Timbre of the voice is what makes it sound different. I’d suggest starting more research there!

So basically everyone has vocal chords but they’re all shaped a little different. Because of that little difference it makes the frequencies slightly different. And our bodies are also different so the way the sound resonates in my mouth before it comes out is different.

The sound isn’t just the exact pure tone of the pitch they’re singing in. Every instrument and voice has a distribution of frequencies around the main pitch, known as its *timbre*. A piano, for example, is very concentrated around a specific pitch, while a drum is more spread out (which makes piano a better instrument for expressing detailed harmonies, but also makes it sound much more dissonant if you play a note that’s a bit off).

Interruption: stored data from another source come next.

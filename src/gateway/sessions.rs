use std::net::SocketAddr;
use std::time::Duration;

use rustc_hash::FxHashMap;
use tokio::sync::{broadcast, RwLock};
use tokio::time::Instant;
use tokio::{select, time};
use tracing::{debug, trace};

use crate::gateway::device_id::DeviceId;

/// A live device as seen from the transport layer. The endpoint is only
///  valid while the device's NAT binding holds, which is why sessions expire
///  quickly and are refreshed by every recognised PDU.
#[derive(Clone, Debug, Eq, PartialEq)]
pub struct Session {
    pub device_id: DeviceId,
    pub endpoint: SocketAddr,
    pub last_seen: Instant,
}

/// Online devices keyed by their remote endpoint, with the device id as a
///  searchable secondary attribute. There is at most one session per
///  endpoint: marking a device online overwrites whatever was there.
pub struct SessionTable {
    idle_timeout: Duration,
    sessions: RwLock<FxHashMap<SocketAddr, Session>>,
}

impl SessionTable {
    pub fn new(idle_timeout: Duration) -> SessionTable {
        SessionTable {
            idle_timeout,
            sessions: Default::default(),
        }
    }

    pub async fn mark_online(&self, endpoint: SocketAddr, device_id: DeviceId) {
        let session = Session {
            device_id,
            endpoint,
            last_seen: Instant::now(),
        };
        self.sessions.write().await.insert(endpoint, session);
    }

    pub async fn lookup_by_endpoint(&self, endpoint: SocketAddr) -> Option<Session> {
        self.sessions.read().await.get(&endpoint).cloned()
    }

    pub async fn lookup_by_device(&self, device_id: &DeviceId) -> Option<Session> {
        self.sessions
            .read()
            .await
            .values()
            .find(|session| &session.device_id == device_id)
            .cloned()
    }

    /// Remove all sessions that have been idle longer than the timeout.
    pub async fn sweep(&self) {
        let now = Instant::now();
        let mut sessions = self.sessions.write().await;

        sessions.retain(|endpoint, session| {
            let keep = now - session.last_seen <= self.idle_timeout;
            if !keep {
                debug!("device {} at {} has been idle too long, removing session", session.device_id, endpoint);
            }
            keep
        });
    }

    pub async fn run_sweeper(&self, mut cancel: broadcast::Receiver<()>) {
        let mut ticks = time::interval(self.idle_timeout);
        ticks.tick().await; // the first tick fires immediately

        loop {
            select! {
                _ = ticks.tick() => {
                    trace!("sweeping session table");
                    self.sweep().await;
                }
                _ = cancel.recv() => return,
            }
        }
    }

    #[cfg(test)]
    pub async fn len(&self) -> usize {
        self.sessions.read().await.len()
    }
}

#[cfg(test)]
mod tests {
    use super::*;

    fn device(imei: &str) -> DeviceId {
        imei.parse().unwrap()
    }

    fn endpoint(port: u16) -> SocketAddr {
        format!("127.0.0.1:{}", port).parse().unwrap()
    }

    #[tokio::test]
    async fn test_mark_online_and_lookup() {
        let table = SessionTable::new(Duration::from_secs(300));

        table.mark_online(endpoint(4001), device("352094089397464")).await;

        let session = table.lookup_by_endpoint(endpoint(4001)).await.unwrap();
        assert_eq!(session.device_id, device("352094089397464"));
        assert_eq!(session.endpoint, endpoint(4001));

        assert_eq!(table.lookup_by_endpoint(endpoint(4002)).await, None);
    }

    #[tokio::test]
    async fn test_at_most_one_session_per_endpoint() {
        let table = SessionTable::new(Duration::from_secs(300));

        table.mark_online(endpoint(4001), device("352094089397464")).await;
        table.mark_online(endpoint(4001), device("350424063817363")).await;

        assert_eq!(table.len().await, 1);
        let session = table.lookup_by_endpoint(endpoint(4001)).await.unwrap();
        assert_eq!(session.device_id, device("350424063817363"));
    }

    #[tokio::test]
    async fn test_lookup_by_device() {
        let table = SessionTable::new(Duration::from_secs(300));

        table.mark_online(endpoint(4001), device("352094089397464")).await;
        table.mark_online(endpoint(4002), device("350424063817363")).await;

        let session = table.lookup_by_device(&device("350424063817363")).await.unwrap();
        assert_eq!(session.endpoint, endpoint(4002));
        assert_eq!(table.lookup_by_device(&device("356307042441013")).await, None);
    }

    #[tokio::test(start_paused = true)]
    async fn test_sweep_evicts_idle_sessions() {
        let table = SessionTable::new(Duration::from_secs(300));

        table.mark_online(endpoint(4001), device("352094089397464")).await;
        time::sleep(Duration::from_secs(200)).await;
        table.mark_online(endpoint(4002), device("350424063817363")).await;

        time::sleep(Duration::from_secs(150)).await;
        table.sweep().await;

        assert_eq!(table.lookup_by_endpoint(endpoint(4001)).await, None);
        assert!(table.lookup_by_endpoint(endpoint(4002)).await.is_some());
    }

    #[tokio::test(start_paused = true)]
    async fn test_refresh_keeps_session_alive() {
        let table = SessionTable::new(Duration::from_secs(300));

        table.mark_online(endpoint(4001), device("352094089397464")).await;
        for _ in 0..5 {
            time::sleep(Duration::from_secs(200)).await;
            table.mark_online(endpoint(4001), device("352094089397464")).await;
            table.sweep().await;
        }

        assert!(table.lookup_by_endpoint(endpoint(4001)).await.is_some());
    }
}
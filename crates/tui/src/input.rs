use crossterm::event::{KeyCode, KeyEvent, KeyEventKind, KeyModifiers};
use distind_core::DistanceState;

use crate::app::App;

pub fn handle_key(app: &mut App, key: KeyEvent) {
    if key.kind == KeyEventKind::Release {
        return;
    }

    if key.code == KeyCode::Char('c') && key.modifiers.contains(KeyModifiers::CONTROL) {
        app.should_quit = true;
        return;
    }

    match key.code {
        KeyCode::Char('q') | KeyCode::Esc => app.should_quit = true,
        KeyCode::Char('p') | KeyCode::Char(' ') => app.toggle_pause(),
        KeyCode::Char('t') => app.theme.next_preset(),
        KeyCode::Char('r') | KeyCode::Char('o') => app.set_state(DistanceState::Acceptable),
        KeyCode::Char('c') | KeyCode::Left => app.set_state(DistanceState::TooClose),
        KeyCode::Char('f') | KeyCode::Right => app.set_state(DistanceState::TooFar),
        KeyCode::Char('u') => app.set_state(DistanceState::Unknown),
        _ => {}
    }
}

#[cfg(test)]
mod tests {
    use super::*;
    use crate::app::AppMode;
    use distind_config::Config;

    fn press(app: &mut App, code: KeyCode, modifiers: KeyModifiers) {
        handle_key(app, KeyEvent::new(code, modifiers));
    }

    #[test]
    fn quit_keys() {
        for (code, modifiers) in [
            (KeyCode::Char('q'), KeyModifiers::NONE),
            (KeyCode::Esc, KeyModifiers::NONE),
            (KeyCode::Char('c'), KeyModifiers::CONTROL),
        ] {
            let mut app = App::new(&Config::default(), "test");
            press(&mut app, code, modifiers);
            assert!(app.should_quit, "{code:?} did not quit");
        }
    }

    #[test]
    fn manual_states() {
        let mut app = App::new(&Config::default(), "test");
        press(&mut app, KeyCode::Char('c'), KeyModifiers::NONE);
        assert_eq!(app.state, DistanceState::TooClose);
        assert!(!app.should_quit);
        press(&mut app, KeyCode::Right, KeyModifiers::NONE);
        assert_eq!(app.state, DistanceState::TooFar);
        press(&mut app, KeyCode::Char('r'), KeyModifiers::NONE);
        assert_eq!(app.state, DistanceState::Acceptable);
        press(&mut app, KeyCode::Char('u'), KeyModifiers::NONE);
        assert_eq!(app.state, DistanceState::Unknown);
    }

    #[test]
    fn pause_toggles() {
        let mut app = App::new(&Config::default(), "test");
        press(&mut app, KeyCode::Char('p'), KeyModifiers::NONE);
        assert_eq!(app.mode, AppMode::Paused);
        press(&mut app, KeyCode::Char(' '), KeyModifiers::NONE);
        assert_eq!(app.mode, AppMode::Live);
    }
}
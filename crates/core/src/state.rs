use serde::{Deserialize, Serialize};

/// Discrete distance classification shown by the ruler.
#[derive(Debug, Clone, Copy, Default, PartialEq, Eq, Hash, Serialize, Deserialize)]
#[serde(rename_all = "kebab-case")]
pub enum DistanceState {
    Acceptable,
    TooFar,
    TooClose,
    #[default]
    Unknown,
}

#[derive(Debug, Clone, PartialEq, Eq, thiserror::Error)]
#[error("unknown distance state: {0} (use acceptable, too-close, too-far, or unknown)")]
pub struct StateParseError(pub String);

impl DistanceState {
    pub const ALL: &[DistanceState] = &[
        DistanceState::Acceptable,
        DistanceState::TooFar,
        DistanceState::TooClose,
        DistanceState::Unknown,
    ];

    /// States a reading can produce. `Unknown` is only the initial value.
    pub const READINGS: &[DistanceState] = &[
        DistanceState::Acceptable,
        DistanceState::TooFar,
        DistanceState::TooClose,
    ];

    pub fn name(self) -> &'static str {
        match self {
            DistanceState::Acceptable => "acceptable",
            DistanceState::TooFar => "too-far",
            DistanceState::TooClose => "too-close",
            DistanceState::Unknown => "unknown",
        }
    }

    pub fn label(self) -> &'static str {
        match self {
            DistanceState::Acceptable => "Acceptable",
            DistanceState::TooFar => "Too Far",
            DistanceState::TooClose => "Too Close",
            DistanceState::Unknown => "Unknown",
        }
    }

    pub fn is_reading(self) -> bool {
        self != DistanceState::Unknown
    }
}

impl std::fmt::Display for DistanceState {
    fn fmt(&self, f: &mut std::fmt::Formatter<'_>) -> std::fmt::Result {
        f.write_str(self.name())
    }
}

impl std::str::FromStr for DistanceState {
    type Err = StateParseError;

    fn from_str(s: &str) -> Result<Self, Self::Err> {
        match s.trim().to_lowercase().replace(['_', ' '], "-").as_str() {
            "acceptable" | "ok" => Ok(DistanceState::Acceptable),
            "too-far" | "toofar" | "far" => Ok(DistanceState::TooFar),
            "too-close" | "tooclose" | "close" => Ok(DistanceState::TooClose),
            "unknown" => Ok(DistanceState::Unknown),
            _ => Err(StateParseError(s.trim().to_string())),
        }
    }
}

/// Where a visual element rests for a given state.
#[derive(Debug, Clone, Copy, PartialEq, Eq)]
pub enum VisualPosition {
    Centered,
    ShiftedLeft,
    ShiftedRight,
}

impl VisualPosition {
    pub fn of(state: DistanceState) -> Self {
        match state {
            DistanceState::Acceptable | DistanceState::Unknown => VisualPosition::Centered,
            DistanceState::TooClose => VisualPosition::ShiftedLeft,
            DistanceState::TooFar => VisualPosition::ShiftedRight,
        }
    }

    /// -1 for left, 0 for centre, +1 for right.
    pub fn direction(self) -> f64 {
        match self {
            VisualPosition::Centered => 0.0,
            VisualPosition::ShiftedLeft => -1.0,
            VisualPosition::ShiftedRight => 1.0,
        }
    }
}

/// Parses a comma separated list such as `too-close,ok,too-far`.
pub fn parse_state_list(s: &str) -> Result<Vec<DistanceState>, StateParseError> {
    s.split(',')
        .map(str::trim)
        .filter(|part| !part.is_empty())
        .map(str::parse)
        .collect()
}

#[cfg(test)]
mod tests {
    use super::*;

    #[test]
    fn default_is_unknown() {
        assert_eq!(DistanceState::default(), DistanceState::Unknown);
    }

    #[test]
    fn name_round_trip() {
        for state in DistanceState::ALL {
            let parsed: DistanceState = state.name().parse().unwrap();
            assert_eq!(*state, parsed, "round-trip failed for {state}");
        }
    }

    #[test]
    fn parse_aliases() {
        assert_eq!("ok".parse::<DistanceState>().unwrap(), DistanceState::Acceptable);
        assert_eq!("Too Close".parse::<DistanceState>().unwrap(), DistanceState::TooClose);
        assert_eq!("too_far".parse::<DistanceState>().unwrap(), DistanceState::TooFar);
        assert_eq!(" UNKNOWN ".parse::<DistanceState>().unwrap(), DistanceState::Unknown);
    }

    #[test]
    fn parse_rejects_garbage() {
        let err = "sideways".parse::<DistanceState>().unwrap_err();
        assert_eq!(err, StateParseError("sideways".to_string()));
        assert!(err.to_string().contains("sideways"));
    }

    #[test]
    fn readings_exclude_unknown() {
        assert_eq!(DistanceState::READINGS.len(), 3);
        assert!(DistanceState::READINGS.iter().all(|s| s.is_reading()));
    }

    #[test]
    fn visual_positions() {
        assert_eq!(VisualPosition::of(DistanceState::Unknown), VisualPosition::Centered);
        assert_eq!(VisualPosition::of(DistanceState::Acceptable), VisualPosition::Centered);
        assert_eq!(VisualPosition::of(DistanceState::TooClose), VisualPosition::ShiftedLeft);
        assert_eq!(VisualPosition::of(DistanceState::TooFar), VisualPosition::ShiftedRight);
    }

    #[test]
    fn state_list() {
        let states = parse_state_list("too-close, ok,too-far,").unwrap();
        assert_eq!(
            states,
            vec![DistanceState::TooClose, DistanceState::Acceptable, DistanceState::TooFar]
        );
        assert!(parse_state_list("ok,nope").is_err());
    }

    #[test]
    fn serde_uses_kebab_case() {
        use serde::de::value::{Error, StrDeserializer};
        use serde::de::IntoDeserializer;

        let de: StrDeserializer<'_, Error> = "too-close".into_deserializer();
        assert_eq!(DistanceState::deserialize(de).unwrap(), DistanceState::TooClose);
    }
}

One of the components of a musical note is its *timbre* (pronounced TAM-bur). Timbre is all the sounds associated with the source that *aren’t* part of the pure tone.

Instruments (and the human voice – hereafter I’ll just say instrument, but it works the same either way) don’t produce a pure tone. The instrument creates the root frequency, the pitch you’re trying to make, and also overtones. Take a guitar string: it will vibrate at a particular frequency, and it will also vibrate at exactly twice that, and exactly thrice, and exactly four times, and etc. The shape of the instrument and what it’s made of and the size and shape and material of the main source of vibrations (lips, reeds, vocal cords, etc.) all change which overtones get amplified and which get diminished. Your ears can hear the differences in these overtones, although your brain filters it from your conscious perception of the sound unless you focus on it.

With a human voice, this includes the size and shape of your mouth and lungs and sinuses and skull and thickness of your skull and jaw and tongue and so on and so forth. All of these things change the overtones in subtle ways, so that even when the root pitch is the same the pitches around it won’t be.

Timbre also includes all the unique sounds that come from the instrument: things like key clicks or valve movements or breath noises or little scratchy bits in your voice, etc.

Edit: “That’s not how you pronounce ‘timbre!'”

[It is in American English.]( It is at the very least *one* correct pronunciation in English. Yes, I know it’s borrowed from French but this comment isn’t in French, it’s in English. I don’t expect everyone on the internet to understand English, but if you’re reading this in the original that means you understand English. Some 60% of the English lexicon comes directly from French so if you’re gonna get upset every time someone pronounces a French word “wrong” in English you’re not going to get very far.

A voice is an instrument. While some sound similar (some even sound almost identical), subtle differences like size, materials, shape, make them sound different. Those are odd terms to use when describing people, but a 110 lb woman is going to sound different than a 300 lb woman singing the same note. The shape of their mouth, the way they push the air out, all make a difference.

It’s like if I have a trumpet and a flute play the exact same melody. They’re both wind instruments, but they sound different enough that you can differentiate them.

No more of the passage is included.